> _WORK INSTRUCTIONS_
Once you find a line containing the word "between" in the entries below, copy it.

-------- EXERCISE DATA --------

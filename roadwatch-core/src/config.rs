// Configuration for the roadwatch service

use serde::{Deserialize, Serialize};

/// HTTP server configuration
#[derive(Debug, Clone, Serialize, Deserialize)]
pub struct ServerConfig {
    pub host: String,
    pub port: u16,
    pub log_level: String,
}

impl Default for ServerConfig {
    fn default() -> Self {
        Self {
            host: "0.0.0.0".to_string(),
            port: 5000,
            log_level: "info".to_string(),
        }
    }
}

/// On-disk locations for uploaded and processed media
#[derive(Debug, Clone, Serialize, Deserialize)]
pub struct PathsConfig {
    pub upload_dir: String,
    pub output_dir: String,
}

impl Default for PathsConfig {
    fn default() -> Self {
        Self {
            upload_dir: "uploads".to_string(),
            output_dir: "outputs".to_string(),
        }
    }
}

/// Request limits
#[derive(Debug, Clone, Serialize, Deserialize)]
pub struct LimitsConfig {
    pub max_upload_bytes: usize,
}

impl Default for LimitsConfig {
    fn default() -> Self {
        Self {
            max_upload_bytes: 100 * 1024 * 1024,
        }
    }
}

/// Segmentation model configuration
#[derive(Debug, Clone, Serialize, Deserialize)]
pub struct ModelConfig {
    pub path: String,
    pub input_size: i32,
    pub confidence_threshold: f32,
    pub iou_threshold: f32,
    pub class_names: Vec<String>,
}

impl Default for ModelConfig {
    fn default() -> Self {
        Self {
            path: "model/best_advanced.onnx".to_string(),
            input_size: 640,
            confidence_threshold: 0.25,
            iou_threshold: 0.7,
            class_names: vec!["pothole".to_string()],
        }
    }
}

/// Frame geometry and video sampling
#[derive(Debug, Clone, Serialize, Deserialize)]
pub struct ProcessingConfig {
    pub display_width: i32,
    pub display_height: i32,
    pub frame_stride: u32,
}

impl Default for ProcessingConfig {
    fn default() -> Self {
        Self {
            display_width: 1020,
            display_height: 500,
            frame_stride: 3,
        }
    }
}

/// Top-level application configuration
#[derive(Debug, Clone, Serialize, Deserialize, Default)]
#[serde(default)]
pub struct AppConfig {
    pub server: ServerConfig,
    pub paths: PathsConfig,
    pub limits: LimitsConfig,
    pub model: ModelConfig,
    pub processing: ProcessingConfig,
}

impl AppConfig {
    /// Load configuration from file
    /// SECURITY: Path validation to prevent reading arbitrary files
    pub fn from_file(path: &str) -> Result<Self, ConfigError> {
        use std::fs;

        // Check for path traversal sequences
        if path.contains("..") || path.contains("//") || path.contains("\\\\") {
            return Err(ConfigError::IoError(format!(
                "Path traversal detected: '{}'",
                path
            )));
        }

        let content = fs::read_to_string(path)
            .map_err(|e| ConfigError::IoError(e.to_string()))?;
        Self::from_str(&content)
    }

    /// Load configuration from string
    pub fn from_str(content: &str) -> Result<Self, ConfigError> {
        // Try JSON first
        if let Ok(config) = serde_json::from_str::<AppConfig>(content) {
            return Ok(config);
        }

        // Try TOML
        if let Ok(config) = toml::from_str::<AppConfig>(content) {
            return Ok(config);
        }

        Err(ConfigError::ParseError("Unknown format".to_string()))
    }

    /// Load configuration from environment variables
    pub fn from_env() -> Self {
        let mut config = Self::default();
        config.apply_env();
        config
    }

    /// Overlay ROADWATCH_* environment variables onto this configuration
    pub fn apply_env(&mut self) {
        if let Ok(port) = std::env::var("ROADWATCH_PORT") {
            if let Ok(p) = port.parse::<u16>() {
                self.server.port = p;
            }
        }

        if let Ok(host) = std::env::var("ROADWATCH_HOST") {
            self.server.host = host;
        }

        if let Ok(log_level) = std::env::var("ROADWATCH_LOG_LEVEL") {
            self.server.log_level = log_level;
        }

        if let Ok(upload_dir) = std::env::var("ROADWATCH_UPLOAD_DIR") {
            self.paths.upload_dir = upload_dir;
        }

        if let Ok(output_dir) = std::env::var("ROADWATCH_OUTPUT_DIR") {
            self.paths.output_dir = output_dir;
        }

        if let Ok(model_path) = std::env::var("ROADWATCH_MODEL_PATH") {
            self.model.path = model_path;
        }
    }

    /// Validate configuration
    pub fn validate(&self) -> Result<(), ConfigError> {
        if self.server.port == 0 {
            return Err(ConfigError::ValidationError(
                "server.port cannot be 0".to_string(),
            ));
        }

        if self.limits.max_upload_bytes == 0 {
            return Err(ConfigError::ValidationError(
                "limits.max_upload_bytes must be > 0".to_string(),
            ));
        }

        if self.model.input_size <= 0 {
            return Err(ConfigError::ValidationError(
                "model.input_size must be > 0".to_string(),
            ));
        }

        if !(0.0..=1.0).contains(&self.model.confidence_threshold)
            || self.model.confidence_threshold == 0.0
        {
            return Err(ConfigError::ValidationError(
                "model.confidence_threshold must be in (0, 1]".to_string(),
            ));
        }

        if !(0.0..=1.0).contains(&self.model.iou_threshold) || self.model.iou_threshold == 0.0 {
            return Err(ConfigError::ValidationError(
                "model.iou_threshold must be in (0, 1]".to_string(),
            ));
        }

        if self.model.class_names.is_empty() {
            return Err(ConfigError::ValidationError(
                "model.class_names cannot be empty".to_string(),
            ));
        }

        if self.processing.display_width <= 0 || self.processing.display_height <= 0 {
            return Err(ConfigError::ValidationError(
                "processing display dimensions must be > 0".to_string(),
            ));
        }

        if self.processing.frame_stride == 0 {
            return Err(ConfigError::ValidationError(
                "processing.frame_stride must be > 0".to_string(),
            ));
        }

        Ok(())
    }
}

#[derive(Debug)]
pub enum ConfigError {
    IoError(String),
    ParseError(String),
    ValidationError(String),
}

impl std::fmt::Display for ConfigError {
    fn fmt(&self, f: &mut std::fmt::Formatter<'_>) -> std::fmt::Result {
        match self {
            ConfigError::IoError(e) => write!(f, "IO error: {}", e),
            ConfigError::ParseError(e) => write!(f, "Parse error: {}", e),
            ConfigError::ValidationError(e) => write!(f, "Validation error: {}", e),
        }
    }
}

impl std::error::Error for ConfigError {}

#[cfg(test)]
mod tests {
    use super::*;

    #[test]
    fn default_config_is_valid() {
        let config = AppConfig::default();
        assert!(config.validate().is_ok());
        assert_eq!(config.server.port, 5000);
        assert_eq!(config.limits.max_upload_bytes, 100 * 1024 * 1024);
        assert_eq!(config.processing.display_width, 1020);
        assert_eq!(config.processing.display_height, 500);
        assert_eq!(config.processing.frame_stride, 3);
    }

    #[test]
    fn zero_port_is_rejected() {
        let mut config = AppConfig::default();
        config.server.port = 0;
        assert!(config.validate().is_err());
    }

    #[test]
    fn out_of_range_thresholds_are_rejected() {
        let mut config = AppConfig::default();
        config.model.confidence_threshold = 0.0;
        assert!(config.validate().is_err());

        let mut config = AppConfig::default();
        config.model.iou_threshold = 1.5;
        assert!(config.validate().is_err());
    }

    #[test]
    fn empty_class_list_is_rejected() {
        let mut config = AppConfig::default();
        config.model.class_names.clear();
        assert!(config.validate().is_err());
    }

    #[test]
    fn zero_frame_stride_is_rejected() {
        let mut config = AppConfig::default();
        config.processing.frame_stride = 0;
        assert!(config.validate().is_err());
    }

    #[test]
    fn partial_toml_overrides_defaults() {
        let content = r#"
[server]
host = "127.0.0.1"
port = 8080
log_level = "debug"

[model]
path = "custom/model.onnx"
input_size = 640
confidence_threshold = 0.5
iou_threshold = 0.6
class_names = ["pothole", "crack"]
"#;
        let config = AppConfig::from_str(content).unwrap();
        assert_eq!(config.server.port, 8080);
        assert_eq!(config.model.class_names.len(), 2);
        // untouched sections keep their defaults
        assert_eq!(config.paths.upload_dir, "uploads");
        assert_eq!(config.processing.display_width, 1020);
    }

    #[test]
    fn traversal_path_is_rejected() {
        assert!(AppConfig::from_file("../etc/passwd").is_err());
    }
}
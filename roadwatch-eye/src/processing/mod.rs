//! Media processing pipelines

pub mod annotate;
pub mod contours;
pub mod image;
pub mod video;

pub use image::{process_image, ImageSummary};
pub use video::{process_video, VideoSummary};
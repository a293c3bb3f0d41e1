pub mod http;
pub mod metrics;
pub mod static_files;
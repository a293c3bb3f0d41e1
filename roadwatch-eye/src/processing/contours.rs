//! Mask to contour extraction

use opencv::core::{Mat, Point, Rect, Size, Vector};
use opencv::imgproc;

use crate::detector::InstanceMask;
use crate::error::VisionError;

/// Resize an instance mask to the frame size and extract the outer
/// contours of its foreground regions
pub fn mask_contours(
    mask: &InstanceMask,
    frame_size: Size,
) -> Result<Vector<Vector<Point>>, VisionError> {
    let mat = mask.to_mat()?;

    let mut resized = Mat::default();
    imgproc::resize(
        &mat,
        &mut resized,
        frame_size,
        0.0,
        0.0,
        imgproc::INTER_LINEAR,
    )?;

    let mut contours = Vector::<Vector<Point>>::new();
    imgproc::find_contours(
        &resized,
        &mut contours,
        imgproc::RETR_EXTERNAL,
        imgproc::CHAIN_APPROX_SIMPLE,
        Point::new(0, 0),
    )?;

    Ok(contours)
}

/// Axis-aligned bounding rectangle of one contour
pub fn contour_bounding_rect(contour: &Vector<Point>) -> Result<Rect, VisionError> {
    Ok(imgproc::bounding_rect(contour)?)
}

#[cfg(test)]
mod tests {
    use super::*;

    /// 8x8 mask with a filled 4x4 block in the lower-right quadrant
    fn block_mask() -> InstanceMask {
        let mut data = vec![0u8; 64];
        for y in 4..8 {
            for x in 4..8 {
                data[y * 8 + x] = 1;
            }
        }
        InstanceMask::new(8, 8, data).unwrap()
    }

    #[test]
    fn empty_mask_yields_no_contours() {
        let mask = InstanceMask::new(8, 8, vec![0u8; 64]).unwrap();
        let contours = mask_contours(&mask, Size::new(80, 80)).unwrap();
        assert_eq!(contours.len(), 0);
    }

    #[test]
    fn filled_block_yields_one_contour() {
        let contours = mask_contours(&block_mask(), Size::new(80, 80)).unwrap();
        assert_eq!(contours.len(), 1);
    }

    #[test]
    fn bounding_rect_lands_on_the_scaled_block() {
        let contours = mask_contours(&block_mask(), Size::new(80, 80)).unwrap();
        let rect = contour_bounding_rect(&contours.get(0).unwrap()).unwrap();

        // the block covers the lower-right quadrant, scaled 8 -> 80
        assert!(rect.x >= 30 && rect.x <= 45, "rect.x = {}", rect.x);
        assert!(rect.y >= 30 && rect.y <= 45, "rect.y = {}", rect.y);
        assert!(rect.width >= 30, "rect.width = {}", rect.width);
        assert!(rect.height >= 30, "rect.height = {}", rect.height);
    }

    #[test]
    fn two_separate_blocks_yield_two_contours() {
        let mut data = vec![0u8; 64];
        for y in 0..2 {
            for x in 0..2 {
                data[y * 8 + x] = 1;
            }
        }
        for y in 6..8 {
            for x in 6..8 {
                data[y * 8 + x] = 1;
            }
        }
        let mask = InstanceMask::new(8, 8, data).unwrap();

        let contours = mask_contours(&mask, Size::new(64, 64)).unwrap();
        assert_eq!(contours.len(), 2);
    }
}
//! Seam between segmentation backends and the processing pipelines

use opencv::core::Mat;
use opencv::prelude::*;

use crate::error::VisionError;

/// Instance mask at model prototype resolution, row-major, one byte per
/// cell holding 0 (background) or 1 (foreground)
#[derive(Debug, Clone)]
pub struct InstanceMask {
    pub width: usize,
    pub height: usize,
    pub data: Vec<u8>,
}

impl InstanceMask {
    pub fn new(width: usize, height: usize, data: Vec<u8>) -> Result<Self, VisionError> {
        if data.len() != width * height {
            return Err(VisionError::Processing(format!(
                "Mask data length {} does not match {}x{}",
                data.len(),
                width,
                height
            )));
        }
        Ok(Self {
            width,
            height,
            data,
        })
    }

    pub fn has_foreground(&self) -> bool {
        self.data.iter().any(|&v| v != 0)
    }

    /// Single-channel 8-bit Mat copy of the mask
    pub fn to_mat(&self) -> Result<Mat, VisionError> {
        let flat = Mat::from_slice(&self.data)?;
        let mat = flat.reshape(1, self.height as i32)?;
        Ok(mat.try_clone()?)
    }
}

/// One segmented instance, in the coordinate space of the frame passed to
/// [`Detector::predict`]
#[derive(Debug, Clone)]
pub struct Detection {
    pub class_id: usize,
    pub class_name: String,
    pub confidence: f32,
    /// x, y, width, height in frame pixels
    pub bbox: (f32, f32, f32, f32),
    pub mask: InstanceMask,
}

/// A segmentation backend the pipelines can run BGR frames through
pub trait Detector: Send + Sync {
    /// Class labels the model was trained with, indexed by class id
    fn class_names(&self) -> &[String];

    /// Side length of the square model input in pixels
    fn input_size(&self) -> i32;

    /// Segment one frame, returning an entry per detected instance
    fn predict(&self, frame: &Mat) -> Result<Vec<Detection>, VisionError>;
}

#[cfg(test)]
mod tests {
    use super::*;

    #[test]
    fn mask_rejects_mismatched_dimensions() {
        assert!(InstanceMask::new(4, 4, vec![0u8; 15]).is_err());
        assert!(InstanceMask::new(4, 4, vec![0u8; 16]).is_ok());
    }

    #[test]
    fn mask_foreground_detection() {
        let empty = InstanceMask::new(3, 3, vec![0u8; 9]).unwrap();
        assert!(!empty.has_foreground());

        let mut data = vec![0u8; 9];
        data[4] = 1;
        let filled = InstanceMask::new(3, 3, data).unwrap();
        assert!(filled.has_foreground());
    }

    #[test]
    fn mask_converts_to_mat_with_matching_shape() {
        let mask = InstanceMask::new(6, 4, vec![1u8; 24]).unwrap();
        let mat = mask.to_mat().unwrap();
        assert_eq!(mat.rows(), 4);
        assert_eq!(mat.cols(), 6);
        assert_eq!(*mat.at_2d::<u8>(2, 3).unwrap(), 1);
    }
}
//! Video pipeline: sample frames, segment, draw, re-encode as mp4

use opencv::core::{Mat, Size};
use opencv::imgproc;
use opencv::prelude::*;
use opencv::videoio::{self, VideoCapture, VideoWriter};
use roadwatch_core::config::ProcessingConfig;
use tracing::{debug, info};

use crate::detector::Detector;
use crate::error::VisionError;
use crate::processing::annotate;

/// Outcome of one video pass. Frames that fall between sampling strides
/// are dropped, so `frames_written` is roughly `frames_read / stride`.
#[derive(Debug, Clone, Copy)]
pub struct VideoSummary {
    pub frames_read: u64,
    pub frames_written: u64,
    pub detections: usize,
}

pub fn process_video(
    detector: &dyn Detector,
    input_path: &str,
    output_path: &str,
    processing: &ProcessingConfig,
) -> Result<VideoSummary, VisionError> {
    let mut cap = VideoCapture::from_file(input_path, videoio::CAP_ANY)?;
    if !cap.is_opened()? {
        return Err(VisionError::VideoOpen(input_path.to_string()));
    }

    // source fps, truncated the way the output container expects it
    let fps = cap.get(videoio::CAP_PROP_FPS)? as i32;
    let frame_size = Size::new(processing.display_width, processing.display_height);

    let fourcc = VideoWriter::fourcc('m', 'p', '4', 'v')?;
    let mut writer = VideoWriter::new(output_path, fourcc, fps as f64, frame_size, true)?;
    if !writer.is_opened()? {
        return Err(VisionError::VideoWrite(output_path.to_string()));
    }

    let stride = processing.frame_stride as u64;
    let mut frames_read = 0u64;
    let mut frames_written = 0u64;
    let mut total_detections = 0usize;
    let mut frame = Mat::default();

    loop {
        if !cap.read(&mut frame)? || frame.empty() {
            break;
        }

        frames_read += 1;
        if frames_read % stride != 0 {
            continue;
        }

        let mut resized = Mat::default();
        imgproc::resize(
            &frame,
            &mut resized,
            frame_size,
            0.0,
            0.0,
            imgproc::INTER_LINEAR,
        )?;

        let detections = detector.predict(&resized)?;
        annotate::annotate_frame(&mut resized, &detections)?;
        total_detections += detections.len();

        writer.write(&resized)?;
        frames_written += 1;
        debug!(
            "Frame {}: {} detections",
            frames_read,
            detections.len()
        );
    }

    cap.release()?;
    writer.release()?;

    info!(
        "Annotated video {} -> {} ({} of {} frames, {} detections)",
        input_path, output_path, frames_written, frames_read, total_detections
    );

    Ok(VideoSummary {
        frames_read,
        frames_written,
        detections: total_detections,
    })
}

--------

> _ANSWER BELOW_
//! Seam between segmentation backends and the processing pipelines
/// Outcome of one video pass. Frames that fall between sampling strides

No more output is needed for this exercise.